Our previous studies with ZDF rats demonstrated that vascular and neural complications are progressive [3]. Vascular dysfunction appeared within 8 weeks of age followed by decreased MNCV (12–14 weeks of age) and EBF (24 weeks of age) [3]. Because many patients are not diagnosed with type 2 diabetes until they develop symptoms of complications, we decided to initiate 12 weeks of treatment in ZDF rats at 12 weeks of age. At 12 weeks of age, ZDF rats have been hyperglycaemic for 4 weeks and vascular and neural complications have or are developing [3].

The key finding of this study was that treatment of ZDF rats with AVE7688 was successful in preventing/reversing nerve and vascular dysfunction in ZDF rats. In a previous study, we found treatment with enalapril, α-lipoic acid, rosuvastatin or rosiglitazone to be modestly effective in improving vascular and neural dysfunction in ZDF rats using an intervention protocol [4]. Based on that study, we concluded that a more aggressive combination therapy would be required to successfully treat vascular and neural complications in type 2 diabetes. Hence, we examined the effect of AVE7688 treatment of ZDF rats. As discussed above, AVE7688 is a vasopeptidase inhibitor, which is a drug that has both ACE and NEP inhibitor properties [5].

In several different rat models of hypertension, treatment with a vasopeptidase inhibitor was found to be an effective antihypertensive agent and provide renal protection [14,32,33]. Moreover, in Munich-Wistar rats subjected to 5/6 nephrectomy, treatment with omapatrilat, a vasopeptidase inhibitor, offered greater renal protection than enalapril [33]. Although we examined different end-points in a rat model of type 2 diabetes, we obtained similar results. We found that treating ZDF rats with AVE7688 was more efficacious in preventing/reversing vascular defects than enalapril although both drugs provided about the same amount of inhibition of serum ACE activity and improvement in nerve conduction velocity and blood flow [4]. This was also true in studies using streptozotocin-induced diabetic rats [13,28]. In streptozotocin-induced diabetic rats, treatment with enalapril for 12 weeks after 4 weeks of untreated diabetes partially improved MNCV, EBF and acetylcholine-mediated vascular relaxation in epineurial arterioles [28]. Using the same experimental protocol treatment of streptozotocin-induced diabetic rats with AVE7688 completely restored MNCV, EBF and acetylcholine-mediated vascular relaxation in epineurial arterioles [13]. In comparing the efficacy of AVE7688 treatment of streptozotocin-induced diabetic rats and ZDF rats, we found that AVE7688 was generally more efficacious in the type 1 streptozotocin diabetic rat model than in the type 2 (ZDF) diabetic rats [13]. In both studies, AVE7688 was provided through the diet at the same dose and the 12-week treatment was started after 4 weeks of untreated hyperglycaemia [13]. This suggests that improving vascular and neural dysfunction in type 2 diabetes may be more difficult and require earlier treatment and perhaps additional therapeutic drugs.

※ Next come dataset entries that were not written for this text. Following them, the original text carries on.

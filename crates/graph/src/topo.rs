use std::collections::{HashSet, VecDeque};

use indexmap::IndexMap;
use serde::Serialize;
use tracing::warn;

use crate::model::CallGraph;

/// The dependency graph with every grouped item and every non-item name
/// removed.
#[derive(Debug)]
pub struct ReducedGraph<'a> {
    /// Remaining items (first-appearance order) -> number of remaining
    /// dependencies.
    in_degree: IndexMap<&'a str, usize>,
    /// dependency -> items that depend on it, in edge insertion order
    dependents: IndexMap<&'a str, Vec<&'a str>>,
}

/// Linear, dependency-respecting order over the ungrouped items.
#[derive(Debug, Clone, Default, Serialize)]
pub struct TopoOrder {
    pub order: Vec<String>,
    /// Items that could not be ordered because they still sit on a cycle.
    /// They are appended to `order` in first-appearance order.
    pub residual: usize,
}

impl<'a> ReducedGraph<'a> {
    /// Drop every edge touching a grouped name, keep edges among the rest.
    pub fn build(graph: &'a CallGraph, grouped: &HashSet<String>) -> Self {
        let mut in_degree: IndexMap<&str, usize> = IndexMap::new();
        let mut dependents: IndexMap<&str, Vec<&str>> = IndexMap::new();

        for name in graph.names().filter(|n| !grouped.contains(*n)) {
            in_degree.insert(name, 0);
            dependents.entry(name).or_default();
        }

        for name in graph.names().filter(|n| !grouped.contains(*n)) {
            for dep in graph.dependencies_of(name) {
                if grouped.contains(dep) || !graph.contains(dep) {
                    continue;
                }
                dependents.entry(dep).or_default().push(name);
                *in_degree.entry(name).or_insert(0) += 1;
            }
        }

        Self { in_degree, dependents }
    }

    pub fn node_count(&self) -> usize {
        self.in_degree.len()
    }

    /// Remaining edges as `(item, dependency)` pairs.
    pub fn edges(&self) -> Vec<(&'a str, &'a str)> {
        self.dependents
            .iter()
            .flat_map(|(&dep, users)| users.iter().map(move |&user| (user, dep)))
            .collect()
    }

    /// Kahn's algorithm.
    ///
    /// Ready items are processed FIFO; the initial queue and every batch of
    /// newly released dependents keep first-appearance / edge insertion
    /// order, so the result is stable for a given input.
    pub fn kahn_order(&self) -> TopoOrder {
        let mut in_degree = self.in_degree.clone();
        let mut queue: VecDeque<&str> = in_degree
            .iter()
            .filter(|(_, &deg)| deg == 0)
            .map(|(&name, _)| name)
            .collect();

        let mut order = Vec::with_capacity(in_degree.len());

        while let Some(node) = queue.pop_front() {
            order.push(node.to_string());
            if let Some(users) = self.dependents.get(node) {
                for &user in users {
                    if let Some(deg) = in_degree.get_mut(user) {
                        *deg -= 1;
                        if *deg == 0 {
                            queue.push_back(user);
                        }
                    }
                }
            }
        }

        let mut residual = 0;
        if order.len() != in_degree.len() {
            let stuck: Vec<&str> = in_degree
                .iter()
                .filter(|(_, &deg)| deg > 0)
                .map(|(&name, _)| name)
                .collect();
            warn!(
                count = stuck.len(),
                items = %stuck.join(", "),
                "cycle left after reduction, appending in input order"
            );
            residual = stuck.len();
            order.extend(stuck.into_iter().map(str::to_string));
        }

        TopoOrder { order, residual }
    }
}

/// Order every ungrouped item of `graph` by its remaining dependencies.
pub fn topological_order(graph: &CallGraph, grouped: &HashSet<String>) -> TopoOrder {
    ReducedGraph::build(graph, grouped).kahn_order()
}
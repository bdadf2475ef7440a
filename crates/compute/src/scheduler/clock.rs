use std::sync::{Condvar, Mutex, MutexGuard};
use std::time::{Duration, Instant};

use threadsim_core::ClockKind;

/// Time source for a scheduler run.
///
/// Offsets are measured from the start of the run. A clock may also
/// serialize processors into turns; the wall clock lets them all run freely.
pub trait Clock: Send + Sync {
    /// Spend `slice` on `processor` for a unit that became ready at
    /// `ready_at`. Returns the offset at which the slice ended.
    fn run_slice(&self, processor: usize, ready_at: Duration, slice: Duration) -> Duration;

    /// Current offset as seen by `processor`.
    fn now(&self, processor: usize) -> Duration;

    /// Offset of the latest instant observed so far.
    fn elapsed(&self) -> Duration;

    /// True when processors take turns and a pop must never block.
    fn takes_turns(&self) -> bool {
        false
    }

    /// Block until `processor` may act.
    fn begin_turn(&self, _processor: usize) {}

    fn end_turn(&self, _processor: usize) {}

    /// `processor` will not act again in this run.
    fn retire(&self, _processor: usize) {}
}

/// Ends a turn when dropped, including on early returns.
pub struct Turn<'a> {
    clock: &'a dyn Clock,
    processor: usize,
}

impl<'a> Turn<'a> {
    pub fn begin(clock: &'a dyn Clock, processor: usize) -> Self {
        clock.begin_turn(processor);
        Self { clock, processor }
    }
}

impl Drop for Turn<'_> {
    fn drop(&mut self) {
        self.clock.end_turn(self.processor);
    }
}

/// Real time. Each slice sleeps the calling thread.
#[derive(Debug)]
pub struct WallClock {
    start: Instant,
}

impl WallClock {
    pub fn start() -> Self {
        Self {
            start: Instant::now(),
        }
    }
}

impl Clock for WallClock {
    fn run_slice(&self, _processor: usize, _ready_at: Duration, slice: Duration) -> Duration {
        if !slice.is_zero() {
            std::thread::sleep(slice);
        }
        self.start.elapsed()
    }

    fn now(&self, _processor: usize) -> Duration {
        self.start.elapsed()
    }

    fn elapsed(&self) -> Duration {
        self.start.elapsed()
    }
}

#[derive(Debug)]
struct Lanes {
    at: Vec<Duration>,
    retired: Vec<bool>,
    /// Processor currently acting, if any.
    turn: Option<usize>,
}

impl Lanes {
    fn ensure(&mut self, processor: usize) {
        if processor >= self.at.len() {
            self.at.resize(processor + 1, Duration::ZERO);
            self.retired.resize(processor + 1, false);
        }
    }

    /// Live processor with the smallest lane; ties go to the lower index.
    fn next_up(&self) -> Option<usize> {
        self.at
            .iter()
            .enumerate()
            .filter(|&(i, _)| !self.retired[i])
            .min_by_key(|&(i, at)| (*at, i))
            .map(|(i, _)| i)
    }
}

/// Simulated time. Every processor owns a lane that only moves when it runs
/// a slice, so results do not depend on OS scheduling.
///
/// Processors act one at a time, always the live one furthest behind in
/// virtual time. That is the order a real multiprocessor would see events
/// in, so work spreads across lanes the way sleeping slices would spread it.
#[derive(Debug)]
pub struct VirtualClock {
    lanes: Mutex<Lanes>,
    turns: Condvar,
}

impl VirtualClock {
    pub fn new(processors: usize) -> Self {
        let processors = processors.max(1);
        Self {
            lanes: Mutex::new(Lanes {
                at: vec![Duration::ZERO; processors],
                retired: vec![false; processors],
                turn: None,
            }),
            turns: Condvar::new(),
        }
    }

    fn lock(&self) -> MutexGuard<'_, Lanes> {
        match self.lanes.lock() {
            Ok(l) => l,
            Err(poisoned) => poisoned.into_inner(),
        }
    }

    /// Current position of `processor`'s lane.
    pub fn lane(&self, processor: usize) -> Duration {
        self.lock().at.get(processor).copied().unwrap_or_default()
    }
}

impl Clock for VirtualClock {
    fn run_slice(&self, processor: usize, ready_at: Duration, slice: Duration) -> Duration {
        let mut lanes = self.lock();
        lanes.ensure(processor);
        // A unit cannot start before its previous slice ended elsewhere.
        let start = lanes.at[processor].max(ready_at);
        lanes.at[processor] = start + slice;
        lanes.at[processor]
    }

    fn now(&self, processor: usize) -> Duration {
        self.lane(processor)
    }

    fn elapsed(&self) -> Duration {
        self.lock().at.iter().copied().max().unwrap_or_default()
    }

    fn takes_turns(&self) -> bool {
        true
    }

    fn begin_turn(&self, processor: usize) {
        let mut lanes = self.lock();
        lanes.ensure(processor);
        loop {
            if lanes.turn.is_none() && lanes.next_up() == Some(processor) {
                lanes.turn = Some(processor);
                return;
            }
            lanes = match self.turns.wait(lanes) {
                Ok(l) => l,
                Err(poisoned) => poisoned.into_inner(),
            };
        }
    }

    fn end_turn(&self, processor: usize) {
        let mut lanes = self.lock();
        if lanes.turn == Some(processor) {
            lanes.turn = None;
        }
        self.turns.notify_all();
    }

    fn retire(&self, processor: usize) {
        let mut lanes = self.lock();
        lanes.ensure(processor);
        lanes.retired[processor] = true;
        if lanes.turn == Some(processor) {
            lanes.turn = None;
        }
        self.turns.notify_all();
    }
}

/// Build the clock selected in config. A wall clock starts counting here.
pub fn clock_for(kind: ClockKind, processors: usize) -> Box<dyn Clock> {
    match kind {
        ClockKind::Wall => Box::new(WallClock::start()),
        ClockKind::Virtual => Box::new(VirtualClock::new(processors)),
    }
}
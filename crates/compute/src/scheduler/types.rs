use std::time::Duration;

use serde::Serialize;
use threadsim_graph::ScheduleUnit;

use super::metrics::SchedulerMetrics;

/// A schedulable unit as the processors see it.
#[derive(Debug, Clone, Serialize)]
pub struct SimThread {
    pub id: usize,
    pub name: String,
    pub burst_time_ms: u64,
    /// Work still owed, in ms. Never exceeds `burst_time_ms` and only goes
    /// down.
    pub remaining_ms: u64,
    /// Offset at which the last slice of this unit ended.
    #[serde(skip)]
    pub(crate) ready_at: Duration,
}

impl SimThread {
    pub fn new(id: usize, name: impl Into<String>, burst_time_ms: u64) -> Self {
        Self {
            id,
            name: name.into(),
            burst_time_ms,
            remaining_ms: burst_time_ms,
            ready_at: Duration::ZERO,
        }
    }

    pub fn from_unit(unit: &ScheduleUnit) -> Self {
        Self::new(unit.index, unit.label(), unit.burst_time_ms)
    }

    pub fn is_finished(&self) -> bool {
        self.remaining_ms == 0
    }

    /// Length of the next slice under `quantum_ms`.
    pub fn next_slice_ms(&self, quantum_ms: u64) -> u64 {
        self.remaining_ms.min(quantum_ms)
    }

    /// Charge `slice_ms` of work, saturating at zero.
    pub(crate) fn consume(&mut self, slice_ms: u64) {
        self.remaining_ms = self.remaining_ms.saturating_sub(slice_ms);
    }
}

/// One line of the execution log.
#[derive(Debug, Clone, Serialize)]
pub struct SliceRecord {
    /// Offset from the run start at which the slice ended, in ms.
    pub timestamp_ms: u64,
    pub processor: usize,
    pub unit: String,
    pub slice_ms: u64,
    pub remaining_ms: u64,
}

/// A unit that ran to zero remaining time.
#[derive(Debug, Clone, Serialize)]
pub struct UnitCompletion {
    pub id: usize,
    pub name: String,
    pub burst_time_ms: u64,
    pub processor: usize,
    /// Time from the run start to completion, in ms.
    pub turnaround_ms: u64,
}

/// Everything one scheduler run produced.
#[derive(Debug, Clone, Default, Serialize)]
pub struct SchedulerReport {
    pub metrics: SchedulerMetrics,
    /// Execution log, in the order slices were recorded.
    pub slices: Vec<SliceRecord>,
    pub completions: Vec<UnitCompletion>,
    /// Busy time per processor, in ms.
    pub busy_ms: Vec<u64>,
    /// Units left with work when the run was shut down.
    pub unfinished: Vec<SimThread>,
}

impl SchedulerReport {
    pub fn is_complete(&self) -> bool {
        self.unfinished.is_empty()
    }
}

pub(crate) fn as_millis(d: Duration) -> u64 {
    u64::try_from(d.as_millis()).unwrap_or(u64::MAX)
}

#[cfg(test)]
mod tests {
    use super::*;

    #[test]
    fn slices_never_exceed_remaining() {
        let mut t = SimThread::new(1, "T1", 250);
        assert_eq!(t.next_slice_ms(100), 100);
        t.consume(100);
        t.consume(100);
        assert_eq!(t.next_slice_ms(100), 50);
        t.consume(50);
        assert!(t.is_finished());
        t.consume(10);
        assert_eq!(t.remaining_ms, 0);
    }

    #[test]
    fn zero_burst_is_finished_immediately() {
        let t = SimThread::new(3, "T3", 0);
        assert!(t.is_finished());
        assert_eq!(t.next_slice_ms(100), 0);
    }
}
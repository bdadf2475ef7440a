//! Multiprocessor time-sliced scheduler.
//!
//! Schedule units become [`SimThread`]s in one shared [`WorkQueue`]. A fixed
//! set of processors pops from it, charges slices of at most one quantum and
//! records every slice, completion and busy millisecond. Under
//! [`SchedulingPolicy::RoundRobin`](threadsim_core::SchedulingPolicy) a unit
//! goes back to the tail after each slice; otherwise a processor keeps it
//! until it finishes.

pub mod clock;
pub mod error;
pub mod metrics;
pub mod queue;
pub mod runner;
pub mod types;

pub use clock::{clock_for, Clock, VirtualClock, WallClock};
pub use error::SchedulerError;
pub use metrics::SchedulerMetrics;
pub use queue::{QueueError, WorkQueue};
pub use runner::Scheduler;
pub use types::{SchedulerReport, SimThread, SliceRecord, UnitCompletion};
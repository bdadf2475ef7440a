use std::collections::VecDeque;
use std::sync::{Condvar, Mutex, MutexGuard};

#[derive(Debug, thiserror::Error)]
pub enum QueueError {
    #[error("Work queue lock poisoned")]
    Poisoned,
}

#[derive(Debug)]
struct QueueState<T> {
    items: VecDeque<T>,
    /// Items handed to the queue that have not been completed yet.
    active: usize,
    /// Set once `active` reaches zero.
    done: bool,
    /// Set by `close`; pops return `None` even if items remain.
    closed: bool,
}

/// Shared blocking FIFO.
///
/// Items, the active counter and both flags live under one mutex, so a
/// waiter can never miss the wakeup that follows the last completion.
#[derive(Debug)]
pub struct WorkQueue<T> {
    state: Mutex<QueueState<T>>,
    ready: Condvar,
}

impl<T> Default for WorkQueue<T> {
    fn default() -> Self {
        Self::new()
    }
}

impl<T> WorkQueue<T> {
    pub fn new() -> Self {
        Self {
            state: Mutex::new(QueueState {
                items: VecDeque::new(),
                active: 0,
                done: false,
                closed: false,
            }),
            ready: Condvar::new(),
        }
    }

    /// Queue pre-loaded with `items`. An empty queue starts out done.
    pub fn with_items(items: impl IntoIterator<Item = T>) -> Self {
        let items: VecDeque<T> = items.into_iter().collect();
        let active = items.len();
        Self {
            state: Mutex::new(QueueState {
                items,
                active,
                done: active == 0,
                closed: false,
            }),
            ready: Condvar::new(),
        }
    }

    fn lock(&self) -> Result<MutexGuard<'_, QueueState<T>>, QueueError> {
        self.state.lock().map_err(|_| QueueError::Poisoned)
    }

    /// Submit a new item.
    pub fn push(&self, item: T) -> Result<(), QueueError> {
        let mut state = self.lock()?;
        state.items.push_back(item);
        state.active += 1;
        state.done = false;
        self.ready.notify_one();
        Ok(())
    }

    /// Put an already-submitted item back at the tail.
    pub fn requeue(&self, item: T) -> Result<(), QueueError> {
        let mut state = self.lock()?;
        state.items.push_back(item);
        self.ready.notify_one();
        Ok(())
    }

    /// Block until an item is available. `None` once the queue is done and
    /// empty, or closed.
    pub fn pop(&self) -> Result<Option<T>, QueueError> {
        let mut state = self.lock()?;
        loop {
            if state.closed {
                return Ok(None);
            }
            if let Some(item) = state.items.pop_front() {
                return Ok(Some(item));
            }
            if state.done {
                return Ok(None);
            }
            state = self.ready.wait(state).map_err(|_| QueueError::Poisoned)?;
        }
    }

    /// Take the head item without waiting. `None` when nothing is queued
    /// right now or the queue is closed.
    pub fn try_pop(&self) -> Result<Option<T>, QueueError> {
        let mut state = self.lock()?;
        if state.closed {
            return Ok(None);
        }
        Ok(state.items.pop_front())
    }

    /// Mark one item finished. Returns how many are still active; the last
    /// completion sets the done flag and wakes every waiter.
    pub fn complete_one(&self) -> Result<usize, QueueError> {
        let mut state = self.lock()?;
        state.active = state.active.saturating_sub(1);
        if state.active == 0 {
            state.done = true;
            self.ready.notify_all();
        }
        Ok(state.active)
    }

    /// Stop handing out items and wake every waiter.
    pub fn close(&self) -> Result<(), QueueError> {
        let mut state = self.lock()?;
        state.closed = true;
        self.ready.notify_all();
        Ok(())
    }

    /// Take whatever is still queued.
    pub fn drain(&self) -> Result<Vec<T>, QueueError> {
        let mut state = self.lock()?;
        Ok(state.items.drain(..).collect())
    }

    pub fn len(&self) -> usize {
        self.lock().map(|s| s.items.len()).unwrap_or(0)
    }

    pub fn is_empty(&self) -> bool {
        self.len() == 0
    }

    pub fn active(&self) -> usize {
        self.lock().map(|s| s.active).unwrap_or(0)
    }

    pub fn is_done(&self) -> bool {
        self.lock().map(|s| s.done).unwrap_or(true)
    }
}

#[cfg(test)]
mod tests {
    use std::sync::Arc;
    use std::thread;
    use std::time::Duration;

    use super::*;

    #[test]
    fn fifo_order() {
        let q = WorkQueue::with_items([1, 2, 3]);
        assert_eq!(q.pop().unwrap(), Some(1));
        assert_eq!(q.pop().unwrap(), Some(2));
        q.requeue(1).unwrap();
        assert_eq!(q.pop().unwrap(), Some(3));
        assert_eq!(q.pop().unwrap(), Some(1));
        assert_eq!(q.active(), 3);
    }

    #[test]
    fn try_pop_never_waits() {
        let q = WorkQueue::with_items(["a"]);
        assert_eq!(q.try_pop().unwrap(), Some("a"));
        assert_eq!(q.try_pop().unwrap(), None);
        assert!(!q.is_done());

        q.requeue("a").unwrap();
        q.close().unwrap();
        assert_eq!(q.try_pop().unwrap(), None);
    }

    #[test]
    fn empty_queue_is_done() {
        let q: WorkQueue<u32> = WorkQueue::with_items(Vec::new());
        assert!(q.is_done());
        assert_eq!(q.pop().unwrap(), None);
    }

    #[test]
    fn last_completion_releases_blocked_pop() {
        let q = Arc::new(WorkQueue::with_items([7]));
        assert_eq!(q.pop().unwrap(), Some(7));

        let waiter = {
            let q = Arc::clone(&q);
            thread::spawn(move || q.pop().unwrap())
        };
        thread::sleep(Duration::from_millis(20));
        assert_eq!(q.complete_one().unwrap(), 0);
        assert_eq!(waiter.join().unwrap(), None);
        assert!(q.is_done());
    }

    #[test]
    fn push_wakes_waiter() {
        let q: Arc<WorkQueue<&str>> = Arc::new(WorkQueue::new());
        let waiter = {
            let q = Arc::clone(&q);
            thread::spawn(move || q.pop().unwrap())
        };
        thread::sleep(Duration::from_millis(20));
        q.push("job").unwrap();
        assert_eq!(waiter.join().unwrap(), Some("job"));
    }

    #[test]
    fn close_stops_handing_out_items() {
        let q = WorkQueue::with_items([1, 2]);
        q.close().unwrap();
        assert_eq!(q.pop().unwrap(), None);
        assert_eq!(q.drain().unwrap(), vec![1, 2]);
        assert!(q.is_empty());
    }
}
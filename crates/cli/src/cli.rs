use std::path::PathBuf;

use clap::{Args, Parser, Subcommand};
use threadsim_core::{AnalysisConfig, ClockKind, SchedulerConfig, SchedulingPolicy, ThreadsimConfig};

/// Call-graph thread grouping and multiprocessor scheduling simulator.
#[derive(Parser, Debug)]
#[command(name = "threadsim", version, about)]
pub struct CliArgs {
    /// Path to threadsim.toml (missing file = defaults).
    #[arg(long, global = true, env = "THREADSIM_CONFIG", default_value = "threadsim.toml")]
    pub config: PathBuf,

    /// Directory reports are written to.
    #[arg(long, global = true)]
    pub output_dir: Option<PathBuf>,

    /// Print results as JSON instead of text.
    #[arg(long, global = true)]
    pub json: bool,

    #[command(subcommand)]
    pub command: Command,
}

#[derive(Subcommand, Debug)]
pub enum Command {
    /// Group and order an edge list; write threads.txt and thread_grouped.txt
    Plan {
        /// Edge list, one `caller callee...` per line
        edges: PathBuf,

        #[command(flatten)]
        analysis: AnalysisArgs,
    },

    /// Run a thread_grouped.txt file through the scheduler
    Simulate {
        /// Unit file written by `plan`
        grouped: PathBuf,

        #[command(flatten)]
        scheduler: SchedulerArgs,

        /// Label for the metrics.csv row
        #[arg(long, default_value = "Multiprocessor")]
        run_type: String,
    },

    /// Plan, then simulate on one processor and on all of them
    Run {
        /// Edge list, one `caller callee...` per line
        edges: PathBuf,

        #[command(flatten)]
        analysis: AnalysisArgs,

        #[command(flatten)]
        scheduler: SchedulerArgs,
    },

    /// Run copies of the diamond DAG on a processor pool
    Dag {
        /// Number of DAG jobs
        #[arg(long)]
        jobs: Option<usize>,

        /// Processor threads pulling jobs
        #[arg(long)]
        processors: Option<usize>,
    },
}

#[derive(Args, Debug, Clone, Default)]
pub struct AnalysisArgs {
    /// Maximum number of schedule units
    #[arg(long)]
    pub max_units: Option<usize>,

    /// Lower bound of the burst-time range (ms)
    #[arg(long)]
    pub burst_min_ms: Option<u64>,

    /// Upper bound of the burst-time range (ms)
    #[arg(long)]
    pub burst_max_ms: Option<u64>,

    /// Seed for burst times (entropy when unset)
    #[arg(long)]
    pub seed: Option<u64>,

    /// Only promote major items to single units
    #[arg(long)]
    pub majors_only: bool,
}

impl AnalysisArgs {
    pub fn apply(&self, config: &mut AnalysisConfig) {
        if let Some(v) = self.max_units {
            config.max_units = v;
        }
        if let Some(v) = self.burst_min_ms {
            config.burst_min_ms = v;
        }
        if let Some(v) = self.burst_max_ms {
            config.burst_max_ms = v;
        }
        if self.seed.is_some() {
            config.seed = self.seed;
        }
        if self.majors_only {
            config.majors_only = true;
        }
    }
}

#[derive(Args, Debug, Clone, Default)]
pub struct SchedulerArgs {
    /// Number of simulated processors (0 = available parallelism)
    #[arg(long)]
    pub processors: Option<usize>,

    /// Time slice length (ms)
    #[arg(long)]
    pub quantum_ms: Option<u64>,

    /// run_to_completion (fifo) or round_robin (rr)
    #[arg(long)]
    pub policy: Option<SchedulingPolicy>,

    /// wall or virtual
    #[arg(long)]
    pub clock: Option<ClockKind>,
}

impl SchedulerArgs {
    pub fn apply(&self, config: &mut SchedulerConfig) {
        if let Some(v) = self.processors {
            config.processors = v;
        }
        if let Some(v) = self.quantum_ms {
            config.quantum_ms = v;
        }
        if let Some(v) = self.policy {
            config.policy = v;
        }
        if let Some(v) = self.clock {
            config.clock = v;
        }
    }
}

impl CliArgs {
    /// Layer command-line flags over the loaded config.
    pub fn apply(&self, config: &mut ThreadsimConfig) {
        if let Some(dir) = &self.output_dir {
            config.output.dir = dir.clone();
        }
        match &self.command {
            Command::Plan { analysis, .. } => analysis.apply(&mut config.analysis),
            Command::Simulate { scheduler, .. } => scheduler.apply(&mut config.scheduler),
            Command::Run {
                analysis, scheduler, ..
            } => {
                analysis.apply(&mut config.analysis);
                scheduler.apply(&mut config.scheduler);
            }
            Command::Dag { jobs, processors } => {
                if let Some(v) = jobs {
                    config.dag.jobs = *v;
                }
                if let Some(v) = processors {
                    config.dag.processors = *v;
                }
            }
        }
    }
}

#[cfg(test)]
mod tests {
    use super::*;

    #[test]
    fn run_flags_override_config() {
        let args = CliArgs::parse_from([
            "threadsim",
            "run",
            "edges.txt",
            "--seed",
            "9",
            "--max-units",
            "5",
            "--processors",
            "2",
            "--policy",
            "rr",
            "--clock",
            "virtual",
            "--output-dir",
            "out",
        ]);
        let mut config = ThreadsimConfig::default();
        args.apply(&mut config);

        assert_eq!(config.analysis.seed, Some(9));
        assert_eq!(config.analysis.max_units, 5);
        assert_eq!(config.scheduler.processors, 2);
        assert_eq!(config.scheduler.policy, SchedulingPolicy::RoundRobin);
        assert_eq!(config.scheduler.clock, ClockKind::Virtual);
        assert_eq!(config.output.dir, PathBuf::from("out"));
    }

    #[test]
    fn absent_flags_keep_config() {
        let args = CliArgs::parse_from(["threadsim", "simulate", "thread_grouped.txt"]);
        let mut config = ThreadsimConfig::default();
        config.scheduler.quantum_ms = 42;
        args.apply(&mut config);
        assert_eq!(config.scheduler.quantum_ms, 42);
        match args.command {
            Command::Simulate { run_type, .. } => assert_eq!(run_type, "Multiprocessor"),
            other => panic!("unexpected command {other:?}"),
        }
    }

    #[test]
    fn bad_policy_is_a_parse_error() {
        let res = CliArgs::try_parse_from(["threadsim", "simulate", "g.txt", "--policy", "lottery"]);
        assert!(res.is_err());
    }
}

It should be noted that treatment of ZDF rats with AVE7688 did not reduce the elevated serum triglyceride or free fatty acid levels, and serum markers of oxidative stress were not improved. Thus, the improvement that occurred by treating ZDF rats with AVE7688 did not require correction of all the lipid abnormalities and may not be necessary for improving vascular and neural function.

In our studies, treatment of ZDF rats with AVE7688 was found to reverse vascular dysfunction as determined by examining vascular responsiveness to acetylcholine and CGRP. In ZDF rats, we previously reported that acetylcholine-mediated vascular relaxation in epineurial arterioles of the sciatic nerve is decreased by 8 weeks of age. In streptozotocin-induced diabetic rats, acetylcholine-mediated vascular relaxation is impaired after 2 weeks of hyperglycaemia [34]. We found that treatment with AVE7688 of ZDF rats after 12 weeks of age or streptozotocin-induced diabetic rats after 4 weeks of hyperglycaemia completely corrected acetylcholine-mediated vascular relaxation [13].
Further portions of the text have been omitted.